Spurred on by Scotland, a small group of countries has now formed the Wellbeing Economy Alliance. The hope is that governments putting wellbeing at the center of their agenda will redirect their budgets accordingly. For example, a New Zealand government focused on well-being would direct more of its attention and resources to childhood poverty.

Better metrics would also become an important diagnostic tool, helping countries both identify problems before matters spiral out of control and select the right tools to address them. Had the US, for example, focused more on health, rather than just on GDP, the decline in life expectancy among those without a college education, and especially among those in America’s deindustrialized regions, would have been apparent years ago.

Likewise, metrics of equality of opportunity have only recently exposed the hypocrisy of America’s claim to be a land of opportunity: Yes, anyone can get ahead, so long as they are born of rich, white parents. The data reveal that the US is riddled with so-called inequality traps: Those born at the bottom are likely to remain there. If we are to eliminate these inequality traps, we first have to know that they exist, and then ascertain what creates and sustains them.

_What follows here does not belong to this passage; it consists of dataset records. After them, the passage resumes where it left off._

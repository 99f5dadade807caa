//! Error taxonomy shared across the crate.
//!
//! Mirrors the original implementation's informal exception hierarchy
//! (`std::runtime_error` subclasses thrown from `server_impl`, `session` and
//! `resolver_cache`) with a `thiserror` enum per category.

use std::io;

use thiserror::Error;

/// Top-level error type returned by fallible, non-per-request operations.
#[derive(Debug, Error)]
pub enum Error {
    /// Bad CLI flags, bad config file, or an invalid route registration.
    #[error("configuration error: {0}")]
    Config(#[from] ConfigError),

    /// The user-defined `bootstrap` routine did not run to completion.
    #[error("bootstrap failed: {0}")]
    Bootstrap(String),

    /// DNS resolution failed or returned no usable endpoints.
    #[error("dns resolution failed for {host}:{service}: {reason}")]
    Resolve {
        /// Host that was being resolved.
        host: String,
        /// Service/port that was being resolved.
        service: String,
        /// Human-readable reason.
        reason: String,
    },

    /// I/O failure, classified per §7.
    #[error(transparent)]
    Io(#[from] IoError),
}

/// Configuration-time errors. Fatal at startup.
#[derive(Debug, Error)]
pub enum ConfigError {
    /// An unknown CLI flag or config key was supplied.
    #[error("unknown option: {0}")]
    UnknownOption(String),

    /// A flag value failed to parse (e.g. a non-integer `--server.workers`).
    #[error("invalid value for {flag}: {value}")]
    InvalidValue {
        /// The flag name.
        flag: String,
        /// The offending value.
        value: String,
    },

    /// A route with an empty path prefix was registered.
    #[error("empty route prefixes are not allowed")]
    InvalidRoute,

    /// The config file could not be read or parsed.
    #[error("failed to load config file {path}: {source}")]
    ConfigFile {
        /// Path to the config file.
        path: String,
        /// Underlying error.
        #[source]
        source: io::Error,
    },

    /// A flag selects a mode this build does not implement.
    #[error("{flag} selects an unsupported mode: {reason}")]
    UnsupportedValue {
        /// The flag name.
        flag: String,
        /// Why the requested mode cannot run.
        reason: String,
    },
}

/// I/O failure classification used by the session loop (§7).
#[derive(Debug, Error)]
pub enum IoError {
    /// The peer closed the connection cleanly.
    #[error("end of stream")]
    Eof,

    /// A pending operation was cancelled (timeout, shutdown).
    #[error("operation aborted")]
    OperationAborted,

    /// The peer reset the connection.
    #[error("connection reset")]
    ConnectionReset,

    /// Any other I/O failure, logged at error level before the session closes.
    #[error("io error: {0}")]
    Other(#[source] io::Error),
}

impl From<io::Error> for IoError {
    fn from(e: io::Error) -> Self {
        use io::ErrorKind::*;
        match e.kind() {
            UnexpectedEof => IoError::Eof,
            ConnectionReset => IoError::ConnectionReset,
            ConnectionAborted | Interrupted if is_aborted(&e) => IoError::OperationAborted,
            _ => IoError::Other(e),
        }
    }
}

fn is_aborted(e: &io::Error) -> bool {
    e.raw_os_error().is_some() && e.kind() == io::ErrorKind::ConnectionAborted
}

/// A malformed or failing request handler invocation. Reported to the client
/// as HTTP 500; never fatal to the worker.
#[derive(Debug, Error)]
pub enum HandlerError {
    /// The handler routine panicked or raised inside the script engine.
    #[error("handler {handler} raised: {message}")]
    Raised {
        /// The handler identifier that was invoked.
        handler: String,
        /// The error message surfaced by the script engine.
        message: String,
    },

    /// The handler returned a response object that does not satisfy the
    /// handler interface contract (§6): non-integer status, bad header map,
    /// etc.
    #[error("handler {handler} returned a malformed response: {reason}")]
    MalformedResponse {
        /// The handler identifier that was invoked.
        handler: String,
        /// Why the response was rejected.
        reason: String,
    },
}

A little more than a quarter-century ago, US President Bill Clinton ran on a platform of “putting people first.” It is remarkable how difficult it is to do that, even in a democracy. Corporate and other special interests always seek to ensure that their interests come first. The massive US tax cut enacted by the Trump administration at this time last year is an example, par excellence. Ordinary people – the dwindling but still vast middle class – must bear a tax increase, and millions will lose health insurance, in order to finance a tax cut for billionaires and corporations.

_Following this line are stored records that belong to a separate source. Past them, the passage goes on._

//! Atomics-backed metrics registry.
//!
//! `original_source/src/core/server_impl.h` holds `metrics::meter` for
//! `requests`/`errors`/`not_implemented` and a `metrics::timer` per route;
//! the distillation into spec.md treats the whole registry as an external
//! collaborator (§1 Non-goals list "the metrics registry" as out of scope),
//! but §9's Open Question calls out that the original accidentally shadows
//! `m_metric_errors` with `m_metric_not_impl` at construction. This module
//! keeps both counters distinct, as directed.
//!
//! Per §5's shared-resource policy ("the registry's map is populated at
//! bootstrap then stable"), routes are registered once during the
//! single-threaded bootstrap phase, the same way [`crate::router::Router`]
//! is built with plain `&mut self` mutation before being frozen behind an
//! `Arc`; every counter is a bare atomic thereafter, so the request path
//! never takes a lock.

use std::collections::HashMap;
use std::sync::atomic::{AtomicU64, Ordering};
use std::time::Duration;

/// A monotonic counter.
#[derive(Debug, Default)]
pub struct Counter(AtomicU64);

impl Counter {
    pub fn increment(&self) {
        self.0.fetch_add(1, Ordering::Relaxed);
    }

    pub fn get(&self) -> u64 {
        self.0.load(Ordering::Relaxed)
    }
}

/// Per-route counters and a sampled latency accumulator.
#[derive(Debug, Default)]
pub struct RouteMetrics {
    pub requests: Counter,
    pub errors: Counter,
    pub not_implemented: Counter,
    sample_tick: AtomicU64,
    sampled_count: AtomicU64,
    sampled_nanos: AtomicU64,
}

/// Every tenth sample is timed, matching SPEC_FULL.md §2's "per-route
/// timers with 10% sampling".
const SAMPLE_EVERY: u64 = 10;

impl RouteMetrics {
    /// Returns true if this call should be timed by the caller.
    pub fn should_sample(&self) -> bool {
        self.sample_tick.fetch_add(1, Ordering::Relaxed) % SAMPLE_EVERY == 0
    }

    pub fn record_sample(&self, elapsed: Duration) {
        self.sampled_count.fetch_add(1, Ordering::Relaxed);
        self.sampled_nanos.fetch_add(elapsed.as_nanos() as u64, Ordering::Relaxed);
    }

    /// Mean latency across sampled calls, or `None` if nothing was sampled
    /// yet.
    pub fn mean_sampled_latency(&self) -> Option<Duration> {
        let count = self.sampled_count.load(Ordering::Relaxed);
        if count == 0 {
            return None;
        }
        let nanos = self.sampled_nanos.load(Ordering::Relaxed);
        Some(Duration::from_nanos(nanos / count))
    }
}

/// Process-wide metrics: global counters plus one [`RouteMetrics`] per
/// registered route.
#[derive(Debug, Default)]
pub struct MetricsRegistry {
    pub requests: Counter,
    pub errors: Counter,
    pub not_implemented: Counter,
    routes: HashMap<String, std::sync::Arc<RouteMetrics>>,
}

impl MetricsRegistry {
    pub fn new() -> Self {
        MetricsRegistry::default()
    }

    /// Registers a route's metrics at bootstrap, called once per route from
    /// `Server::add_route`/`add_directory_route` before the registry is
    /// frozen behind an `Arc` and handed to worker threads. Idempotent:
    /// registering the same `handler_id` twice returns the existing entry.
    pub fn register_route(&mut self, handler_id: &str) -> std::sync::Arc<RouteMetrics> {
        self.routes
            .entry(handler_id.to_string())
            .or_insert_with(|| std::sync::Arc::new(RouteMetrics::default()))
            .clone()
    }

    /// Lock-free lookup of a route registered at bootstrap. `None` for any
    /// `handler_id` that was never registered (e.g. the default 404 route).
    pub fn route(&self, handler_id: &str) -> Option<std::sync::Arc<RouteMetrics>> {
        self.routes.get(handler_id).cloned()
    }
}

#[cfg(test)]
mod tests {
    use super::*;

    #[test]
    fn global_requests_and_errors_are_distinct_counters() {
        let registry = MetricsRegistry::new();
        registry.requests.increment();
        registry.not_implemented.increment();
        assert_eq!(registry.requests.get(), 1);
        assert_eq!(registry.errors.get(), 0);
        assert_eq!(registry.not_implemented.get(), 1);
    }

    #[test]
    fn route_registration_is_idempotent() {
        let mut registry = MetricsRegistry::new();
        let a = registry.register_route("root");
        let b = registry.register_route("root");
        a.requests.increment();
        assert_eq!(b.requests.get(), 1);
    }

    #[test]
    fn samples_one_in_ten() {
        let route = RouteMetrics::default();
        let sampled = (0..20).filter(|_| route.should_sample()).count();
        assert_eq!(sampled, 2);
    }
}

If we want to put people first, we have to know what matters to them, what improves their wellbeing, and how we can supply more of whatever that is. The Beyond GDP measurement agenda will continue to play a critical role in helping us achieve these crucial goals.

 

3 thoughts on “Beyond GDP

  1. Countries like US and China are creating USD 3 debt for every USD 1 increase in gdp and the alot of people are in awe of their economic success and crying out for more of the same to be implemented in developing countries.We are engross with materia
    l success while our ultimate achievement in life is death where material achievement count for nothing.We are indeed silly apes.

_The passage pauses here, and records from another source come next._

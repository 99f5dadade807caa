//! HTTP method/version/status vocabulary and the H1 parser (`h1`).
//!
//! Grounded on `rask`'s `parser` module (`parser/method.rs`, `parser/version.rs`,
//! `parser/status.rs`): the same enum shapes, trimmed to the methods and
//! statuses this crate actually emits or accepts.

use std::fmt;

pub mod h1;

/// HTTP request method. Per spec.md §6, only `Get` and `Post` are routable;
/// anything else reaches the route closure and is rejected with 501.
#[derive(Debug, Clone, Copy, PartialEq, Eq)]
pub enum Method {
    Get,
    Head,
    Post,
    Put,
    Delete,
    Connect,
    Options,
    Trace,
    Patch,
}

impl Method {
    fn from_bytes(bytes: &[u8]) -> Option<Method> {
        Some(match bytes {
            b"GET" => Method::Get,
            b"HEAD" => Method::Head,
            b"POST" => Method::Post,
            b"PUT" => Method::Put,
            b"DELETE" => Method::Delete,
            b"CONNECT" => Method::Connect,
            b"OPTIONS" => Method::Options,
            b"TRACE" => Method::Trace,
            b"PATCH" => Method::Patch,
            _ => return None,
        })
    }
}

impl fmt::Display for Method {
    fn fmt(&self, f: &mut fmt::Formatter<'_>) -> fmt::Result {
        f.write_str(match self {
            Method::Get => "GET",
            Method::Head => "HEAD",
            Method::Post => "POST",
            Method::Put => "PUT",
            Method::Delete => "DELETE",
            Method::Connect => "CONNECT",
            Method::Options => "OPTIONS",
            Method::Trace => "TRACE",
            Method::Patch => "PATCH",
        })
    }
}

/// HTTP version carried on the request/status line.
#[derive(Debug, Clone, Copy, PartialEq, Eq)]
pub enum Version {
    Http10,
    Http11,
}

impl fmt::Display for Version {
    fn fmt(&self, f: &mut fmt::Formatter<'_>) -> fmt::Result {
        f.write_str(match self {
            Version::Http10 => "HTTP/1.0",
            Version::Http11 => "HTTP/1.1",
        })
    }
}

/// Status codes this crate has occasion to send.
#[derive(Debug, Clone, Copy, PartialEq, Eq)]
#[repr(u16)]
pub enum Status {
    Continue = 100,
    Ok = 200,
    NoContent = 204,
    NotFound = 404,
    NotImplemented = 501,
    InternalServerError = 500,
}

impl Status {
    pub fn code(self) -> u16 {
        self as u16
    }

    pub fn reason(self) -> &'static str {
        match self {
            Status::Continue => "Continue",
            Status::Ok => "OK",
            Status::NoContent => "No Content",
            Status::NotFound => "Not Found",
            Status::NotImplemented => "Not Implemented",
            Status::InternalServerError => "Internal Server Error",
        }
    }

    /// Builds a `Status` from an arbitrary handler-supplied code (§6: "a
    /// 100-599 integer"), falling back to 500 for out-of-range values so a
    /// malformed handler response never propagates an invalid status line.
    pub fn from_handler_code(code: u16) -> (u16, &'static str) {
        if (100..=599).contains(&code) {
            (code, reason_for_code(code))
        } else {
            (500, Status::InternalServerError.reason())
        }
    }
}

fn reason_for_code(code: u16) -> &'static str {
    match code {
        100 => "Continue",
        200 => "OK",
        201 => "Created",
        204 => "No Content",
        301 => "Moved Permanently",
        302 => "Found",
        400 => "Bad Request",
        401 => "Unauthorized",
        403 => "Forbidden",
        404 => "Not Found",
        405 => "Method Not Allowed",
        500 => "Internal Server Error",
        501 => "Not Implemented",
        503 => "Service Unavailable",
        _ => "",
    }
}

/// Failures raised while parsing an H1 request.
#[derive(Debug, Clone, Copy, PartialEq, Eq)]
pub enum ParseError {
    Method,
    Target,
    Version,
    Header,
    TooLarge,
}

impl fmt::Display for ParseError {
    fn fmt(&self, f: &mut fmt::Formatter<'_>) -> fmt::Result {
        let msg = match self {
            ParseError::Method => "malformed request method",
            ParseError::Target => "malformed request target",
            ParseError::Version => "malformed request version",
            ParseError::Header => "malformed header line",
            ParseError::TooLarge => "request exceeds the configured size limit",
        };
        f.write_str(msg)
    }
}

impl std::error::Error for ParseError {}

/// Progress made by one call to [`h1::Request::parse`].
#[derive(Debug, Clone, Copy, PartialEq, Eq)]
pub enum Progress {
    Complete,
    Partial,
}

pub type ParseResult<T> = Result<Progress, ParseError>;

  2. I think that the focus on GDP is not going to, and neither would it, wither away simply because, in order to bring about quality of life improvements, and in order to take care of the people’s well-being, the government has to make investments into the required improvements in, and maintenance of, existing infrastructures and systems. With these investments, the quality of life improves, and with it, well-being; without these investments though, the existing infrastructures and systems will fall into a state of dilapidation, which will then lead to growing discontent with the government. Public discontent is a dicey situation – a democratically elected party in power is in a precarious position where there is growing discontent with it.

    But as the writer inferred, the concept of well-being encompasess the abstract and the qualitative as well, and in order to address this, the measures of well-being have to be expanded beyond traditional metrics. I think that attempts at improving the well-being of the people by expanding the scope of government policies and actions such that they contribute to its significant improvement is a good deal for the common folks (who, like me, are mostly without much money or power). So thank you Mr Stiglitz, for your work in this respect.